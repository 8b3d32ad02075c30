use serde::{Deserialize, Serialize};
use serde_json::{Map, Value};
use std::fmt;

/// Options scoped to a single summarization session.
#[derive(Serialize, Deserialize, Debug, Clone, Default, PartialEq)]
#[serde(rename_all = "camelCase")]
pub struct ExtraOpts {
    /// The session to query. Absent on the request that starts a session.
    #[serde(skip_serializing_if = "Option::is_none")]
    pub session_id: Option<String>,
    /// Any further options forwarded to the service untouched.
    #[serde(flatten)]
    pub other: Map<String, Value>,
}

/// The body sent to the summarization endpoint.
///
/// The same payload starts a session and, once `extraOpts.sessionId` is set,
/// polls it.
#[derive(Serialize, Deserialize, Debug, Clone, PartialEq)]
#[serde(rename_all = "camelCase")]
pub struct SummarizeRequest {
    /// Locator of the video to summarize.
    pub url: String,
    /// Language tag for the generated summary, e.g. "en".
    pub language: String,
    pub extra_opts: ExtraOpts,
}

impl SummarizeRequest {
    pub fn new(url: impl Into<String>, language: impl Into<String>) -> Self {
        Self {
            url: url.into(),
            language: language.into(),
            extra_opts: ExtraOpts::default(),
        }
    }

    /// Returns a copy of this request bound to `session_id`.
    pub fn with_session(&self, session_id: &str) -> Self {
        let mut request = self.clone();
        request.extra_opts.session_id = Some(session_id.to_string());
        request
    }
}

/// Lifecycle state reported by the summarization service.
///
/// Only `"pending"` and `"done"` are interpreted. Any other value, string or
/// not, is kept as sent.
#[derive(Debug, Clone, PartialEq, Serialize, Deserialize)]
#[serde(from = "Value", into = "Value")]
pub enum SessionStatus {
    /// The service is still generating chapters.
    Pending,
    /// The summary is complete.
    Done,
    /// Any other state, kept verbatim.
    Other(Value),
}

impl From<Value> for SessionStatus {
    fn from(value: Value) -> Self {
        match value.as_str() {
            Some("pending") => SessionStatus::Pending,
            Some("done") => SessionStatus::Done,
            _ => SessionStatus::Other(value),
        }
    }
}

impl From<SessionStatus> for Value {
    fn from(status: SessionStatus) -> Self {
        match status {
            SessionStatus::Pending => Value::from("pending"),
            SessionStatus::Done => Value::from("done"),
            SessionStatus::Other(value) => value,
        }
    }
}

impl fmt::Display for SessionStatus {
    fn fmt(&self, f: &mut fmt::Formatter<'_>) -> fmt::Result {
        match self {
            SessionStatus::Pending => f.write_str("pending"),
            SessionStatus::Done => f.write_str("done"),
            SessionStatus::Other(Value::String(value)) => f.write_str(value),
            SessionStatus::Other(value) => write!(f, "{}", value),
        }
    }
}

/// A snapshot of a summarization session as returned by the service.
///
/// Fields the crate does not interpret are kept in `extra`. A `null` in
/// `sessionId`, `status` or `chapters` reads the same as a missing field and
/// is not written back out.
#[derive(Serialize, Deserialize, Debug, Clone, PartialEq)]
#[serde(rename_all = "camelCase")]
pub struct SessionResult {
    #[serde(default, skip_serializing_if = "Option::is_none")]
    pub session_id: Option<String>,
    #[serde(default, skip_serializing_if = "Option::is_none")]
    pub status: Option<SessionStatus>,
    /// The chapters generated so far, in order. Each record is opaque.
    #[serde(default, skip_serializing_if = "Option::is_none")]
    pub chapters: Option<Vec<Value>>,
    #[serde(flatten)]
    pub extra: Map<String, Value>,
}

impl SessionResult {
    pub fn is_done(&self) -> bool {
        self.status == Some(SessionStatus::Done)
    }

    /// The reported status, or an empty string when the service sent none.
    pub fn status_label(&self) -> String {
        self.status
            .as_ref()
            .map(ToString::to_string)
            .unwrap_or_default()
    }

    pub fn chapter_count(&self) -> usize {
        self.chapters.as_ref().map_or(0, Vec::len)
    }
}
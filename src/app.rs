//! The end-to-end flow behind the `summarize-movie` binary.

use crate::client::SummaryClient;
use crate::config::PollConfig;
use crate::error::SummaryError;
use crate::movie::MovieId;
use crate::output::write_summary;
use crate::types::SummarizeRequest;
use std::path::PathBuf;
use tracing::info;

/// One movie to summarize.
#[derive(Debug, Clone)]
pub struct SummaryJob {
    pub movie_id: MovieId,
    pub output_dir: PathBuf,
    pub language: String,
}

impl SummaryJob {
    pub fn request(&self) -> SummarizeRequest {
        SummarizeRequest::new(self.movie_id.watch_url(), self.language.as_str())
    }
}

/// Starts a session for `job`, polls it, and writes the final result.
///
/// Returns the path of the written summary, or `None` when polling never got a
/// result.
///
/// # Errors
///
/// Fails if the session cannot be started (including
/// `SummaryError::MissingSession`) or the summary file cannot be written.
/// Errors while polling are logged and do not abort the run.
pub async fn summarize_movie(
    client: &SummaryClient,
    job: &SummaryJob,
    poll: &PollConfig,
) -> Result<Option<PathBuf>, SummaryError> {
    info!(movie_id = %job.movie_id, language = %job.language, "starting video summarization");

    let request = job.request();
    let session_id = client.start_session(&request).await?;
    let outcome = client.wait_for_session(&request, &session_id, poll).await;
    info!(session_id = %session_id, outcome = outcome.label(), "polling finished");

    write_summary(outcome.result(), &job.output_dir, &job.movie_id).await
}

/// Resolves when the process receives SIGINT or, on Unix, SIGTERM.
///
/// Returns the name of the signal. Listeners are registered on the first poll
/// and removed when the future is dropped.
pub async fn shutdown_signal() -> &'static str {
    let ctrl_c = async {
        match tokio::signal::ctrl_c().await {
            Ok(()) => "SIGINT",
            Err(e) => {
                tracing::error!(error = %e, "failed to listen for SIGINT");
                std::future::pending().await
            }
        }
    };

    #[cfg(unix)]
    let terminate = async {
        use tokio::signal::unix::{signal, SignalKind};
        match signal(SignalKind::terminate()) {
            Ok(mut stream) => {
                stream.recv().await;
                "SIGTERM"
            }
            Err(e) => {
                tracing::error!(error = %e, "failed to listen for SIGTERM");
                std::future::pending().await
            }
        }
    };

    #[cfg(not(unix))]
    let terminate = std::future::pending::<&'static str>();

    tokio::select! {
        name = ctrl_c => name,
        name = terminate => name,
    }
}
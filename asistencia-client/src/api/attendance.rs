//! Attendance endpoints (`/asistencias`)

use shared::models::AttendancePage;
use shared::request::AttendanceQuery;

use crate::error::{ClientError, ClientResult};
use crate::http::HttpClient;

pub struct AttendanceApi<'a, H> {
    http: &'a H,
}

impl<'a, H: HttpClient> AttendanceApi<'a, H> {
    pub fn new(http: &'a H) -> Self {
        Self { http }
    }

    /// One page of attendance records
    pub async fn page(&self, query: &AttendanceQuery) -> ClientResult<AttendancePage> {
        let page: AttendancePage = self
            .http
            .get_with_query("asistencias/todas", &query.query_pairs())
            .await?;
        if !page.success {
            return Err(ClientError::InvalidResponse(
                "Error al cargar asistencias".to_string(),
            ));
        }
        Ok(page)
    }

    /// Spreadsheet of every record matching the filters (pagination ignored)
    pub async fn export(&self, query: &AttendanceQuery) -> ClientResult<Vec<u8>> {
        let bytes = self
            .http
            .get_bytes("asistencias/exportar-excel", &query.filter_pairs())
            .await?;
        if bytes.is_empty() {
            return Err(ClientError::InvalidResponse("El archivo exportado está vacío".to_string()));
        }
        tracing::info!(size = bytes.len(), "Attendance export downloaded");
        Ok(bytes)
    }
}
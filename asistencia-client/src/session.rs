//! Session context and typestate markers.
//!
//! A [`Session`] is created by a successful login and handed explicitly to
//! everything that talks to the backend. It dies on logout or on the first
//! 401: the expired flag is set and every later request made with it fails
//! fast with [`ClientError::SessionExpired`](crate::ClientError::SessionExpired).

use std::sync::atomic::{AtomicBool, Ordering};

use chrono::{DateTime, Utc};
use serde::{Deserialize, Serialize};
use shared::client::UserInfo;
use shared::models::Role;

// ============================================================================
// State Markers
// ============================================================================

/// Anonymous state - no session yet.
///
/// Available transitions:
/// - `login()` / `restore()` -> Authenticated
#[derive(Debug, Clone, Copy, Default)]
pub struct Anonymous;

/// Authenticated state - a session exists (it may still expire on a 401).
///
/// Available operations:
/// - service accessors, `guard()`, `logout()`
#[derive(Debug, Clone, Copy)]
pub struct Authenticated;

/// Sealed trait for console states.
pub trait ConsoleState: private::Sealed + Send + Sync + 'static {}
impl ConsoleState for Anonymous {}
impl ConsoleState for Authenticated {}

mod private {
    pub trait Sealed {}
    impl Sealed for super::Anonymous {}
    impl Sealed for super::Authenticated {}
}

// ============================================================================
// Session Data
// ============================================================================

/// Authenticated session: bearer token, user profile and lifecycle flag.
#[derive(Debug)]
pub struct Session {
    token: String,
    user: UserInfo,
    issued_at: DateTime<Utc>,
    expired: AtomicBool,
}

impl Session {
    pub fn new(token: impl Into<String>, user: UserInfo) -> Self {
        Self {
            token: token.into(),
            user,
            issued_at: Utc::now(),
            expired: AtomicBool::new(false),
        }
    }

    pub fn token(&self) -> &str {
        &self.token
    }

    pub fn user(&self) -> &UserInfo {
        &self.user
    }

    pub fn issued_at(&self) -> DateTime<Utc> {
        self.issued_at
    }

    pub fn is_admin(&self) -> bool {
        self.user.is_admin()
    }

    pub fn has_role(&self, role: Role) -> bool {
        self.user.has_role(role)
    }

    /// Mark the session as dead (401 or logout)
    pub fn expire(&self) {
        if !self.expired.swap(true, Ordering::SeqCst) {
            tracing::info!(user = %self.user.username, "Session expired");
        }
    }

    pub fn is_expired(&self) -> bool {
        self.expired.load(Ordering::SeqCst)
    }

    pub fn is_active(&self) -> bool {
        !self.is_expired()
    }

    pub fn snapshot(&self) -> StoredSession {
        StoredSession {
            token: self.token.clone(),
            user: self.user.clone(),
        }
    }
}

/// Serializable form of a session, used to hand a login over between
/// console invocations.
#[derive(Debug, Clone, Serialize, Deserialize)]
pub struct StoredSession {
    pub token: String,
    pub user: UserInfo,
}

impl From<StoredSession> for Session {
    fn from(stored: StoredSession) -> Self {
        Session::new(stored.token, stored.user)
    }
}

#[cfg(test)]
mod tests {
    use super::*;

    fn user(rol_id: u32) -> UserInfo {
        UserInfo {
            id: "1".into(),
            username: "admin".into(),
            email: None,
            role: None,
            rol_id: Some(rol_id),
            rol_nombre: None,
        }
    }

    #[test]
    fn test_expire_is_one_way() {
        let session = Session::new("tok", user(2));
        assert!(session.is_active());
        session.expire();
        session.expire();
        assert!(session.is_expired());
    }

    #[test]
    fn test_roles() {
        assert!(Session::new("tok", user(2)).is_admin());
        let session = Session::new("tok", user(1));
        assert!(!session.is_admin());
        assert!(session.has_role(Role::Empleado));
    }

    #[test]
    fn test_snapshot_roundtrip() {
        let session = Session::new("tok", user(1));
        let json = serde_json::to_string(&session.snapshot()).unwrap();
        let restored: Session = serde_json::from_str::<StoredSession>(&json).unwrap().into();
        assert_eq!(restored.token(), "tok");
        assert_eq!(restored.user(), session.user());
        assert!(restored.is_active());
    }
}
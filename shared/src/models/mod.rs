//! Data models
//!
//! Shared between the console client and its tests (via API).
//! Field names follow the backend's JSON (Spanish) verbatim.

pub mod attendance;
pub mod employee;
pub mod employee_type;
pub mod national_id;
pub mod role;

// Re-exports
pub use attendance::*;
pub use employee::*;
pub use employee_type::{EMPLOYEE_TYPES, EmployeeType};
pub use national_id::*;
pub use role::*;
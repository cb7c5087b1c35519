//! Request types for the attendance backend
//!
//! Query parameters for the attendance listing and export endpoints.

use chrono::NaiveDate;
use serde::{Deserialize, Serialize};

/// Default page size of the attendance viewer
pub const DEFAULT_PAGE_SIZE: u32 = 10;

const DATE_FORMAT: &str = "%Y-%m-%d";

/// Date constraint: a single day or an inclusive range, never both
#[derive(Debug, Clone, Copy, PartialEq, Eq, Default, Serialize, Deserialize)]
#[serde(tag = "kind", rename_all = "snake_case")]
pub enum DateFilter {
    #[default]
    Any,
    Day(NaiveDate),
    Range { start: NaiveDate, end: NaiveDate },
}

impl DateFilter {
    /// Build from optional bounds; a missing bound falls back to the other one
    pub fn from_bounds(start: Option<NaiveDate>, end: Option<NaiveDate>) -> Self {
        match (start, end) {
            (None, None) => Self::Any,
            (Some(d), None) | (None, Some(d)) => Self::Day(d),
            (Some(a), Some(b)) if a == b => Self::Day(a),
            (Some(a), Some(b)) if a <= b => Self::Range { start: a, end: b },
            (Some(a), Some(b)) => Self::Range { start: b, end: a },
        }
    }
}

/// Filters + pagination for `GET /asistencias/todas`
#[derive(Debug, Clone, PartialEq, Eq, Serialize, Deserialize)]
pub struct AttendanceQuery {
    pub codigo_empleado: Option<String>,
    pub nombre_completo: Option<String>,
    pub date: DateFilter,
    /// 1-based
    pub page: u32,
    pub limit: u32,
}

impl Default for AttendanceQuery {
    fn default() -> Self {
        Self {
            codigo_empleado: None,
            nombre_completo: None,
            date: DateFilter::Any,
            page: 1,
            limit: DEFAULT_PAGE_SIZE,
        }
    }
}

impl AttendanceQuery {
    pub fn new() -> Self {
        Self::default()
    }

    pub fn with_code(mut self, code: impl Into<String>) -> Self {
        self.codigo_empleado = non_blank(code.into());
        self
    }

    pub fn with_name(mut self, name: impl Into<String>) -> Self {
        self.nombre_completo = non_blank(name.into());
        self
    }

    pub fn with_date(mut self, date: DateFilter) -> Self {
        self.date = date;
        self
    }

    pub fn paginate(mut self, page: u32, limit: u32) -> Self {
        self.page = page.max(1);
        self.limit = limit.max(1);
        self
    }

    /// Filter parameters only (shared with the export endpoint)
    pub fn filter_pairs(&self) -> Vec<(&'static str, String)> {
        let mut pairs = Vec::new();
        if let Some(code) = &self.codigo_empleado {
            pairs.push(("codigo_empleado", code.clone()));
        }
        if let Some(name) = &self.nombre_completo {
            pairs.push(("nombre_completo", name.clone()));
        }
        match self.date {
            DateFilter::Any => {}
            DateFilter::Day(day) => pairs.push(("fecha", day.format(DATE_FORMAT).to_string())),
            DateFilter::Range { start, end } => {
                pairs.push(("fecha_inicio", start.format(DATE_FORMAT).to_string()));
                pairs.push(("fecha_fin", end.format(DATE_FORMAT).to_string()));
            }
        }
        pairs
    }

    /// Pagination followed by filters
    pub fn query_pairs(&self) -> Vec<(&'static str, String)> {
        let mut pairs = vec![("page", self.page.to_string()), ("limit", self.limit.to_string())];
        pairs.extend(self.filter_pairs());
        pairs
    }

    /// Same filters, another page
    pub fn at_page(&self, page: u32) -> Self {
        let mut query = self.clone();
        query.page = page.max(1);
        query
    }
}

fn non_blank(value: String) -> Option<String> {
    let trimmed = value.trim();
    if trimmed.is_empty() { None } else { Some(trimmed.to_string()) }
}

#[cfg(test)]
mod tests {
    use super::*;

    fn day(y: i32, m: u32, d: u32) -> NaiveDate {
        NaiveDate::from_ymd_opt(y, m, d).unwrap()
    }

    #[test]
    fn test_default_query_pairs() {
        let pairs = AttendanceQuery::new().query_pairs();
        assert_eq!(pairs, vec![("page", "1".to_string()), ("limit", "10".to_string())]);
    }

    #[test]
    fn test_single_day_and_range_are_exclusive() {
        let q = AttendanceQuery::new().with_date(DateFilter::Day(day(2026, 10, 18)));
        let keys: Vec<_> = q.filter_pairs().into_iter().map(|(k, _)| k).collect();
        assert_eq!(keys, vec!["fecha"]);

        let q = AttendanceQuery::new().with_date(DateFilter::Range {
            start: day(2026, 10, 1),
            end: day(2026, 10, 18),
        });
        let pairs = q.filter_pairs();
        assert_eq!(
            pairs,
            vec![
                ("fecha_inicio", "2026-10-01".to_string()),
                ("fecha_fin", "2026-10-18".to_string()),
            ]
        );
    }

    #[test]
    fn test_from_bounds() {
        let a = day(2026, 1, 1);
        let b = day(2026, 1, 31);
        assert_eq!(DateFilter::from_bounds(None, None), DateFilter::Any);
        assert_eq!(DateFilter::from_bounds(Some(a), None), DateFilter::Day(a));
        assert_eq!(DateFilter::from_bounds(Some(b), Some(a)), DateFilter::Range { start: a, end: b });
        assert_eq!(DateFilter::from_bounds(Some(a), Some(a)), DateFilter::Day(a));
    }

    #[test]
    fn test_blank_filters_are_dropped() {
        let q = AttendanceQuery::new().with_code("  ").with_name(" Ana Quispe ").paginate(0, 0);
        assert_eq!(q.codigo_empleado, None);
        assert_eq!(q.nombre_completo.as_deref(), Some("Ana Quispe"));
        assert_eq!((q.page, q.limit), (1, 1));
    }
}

*****

# Your objective
Begin with the first line of the data above and, please, print each line exactly until you have printed the line containing "pub struct ExtraOpts"; print nothing else.

# Output below
repository 8b3d32ad02075c30
use serde::{Deserialize, Serialize};
use serde_json::{Map, Value};
use std::fmt;

/// Options scoped to a single summarization session.
#[derive(Serialize, Deserialize, Debug, Clone, Default, PartialEq)]
#[serde(rename_all = "camelCase")]
pub struct ExtraOpts {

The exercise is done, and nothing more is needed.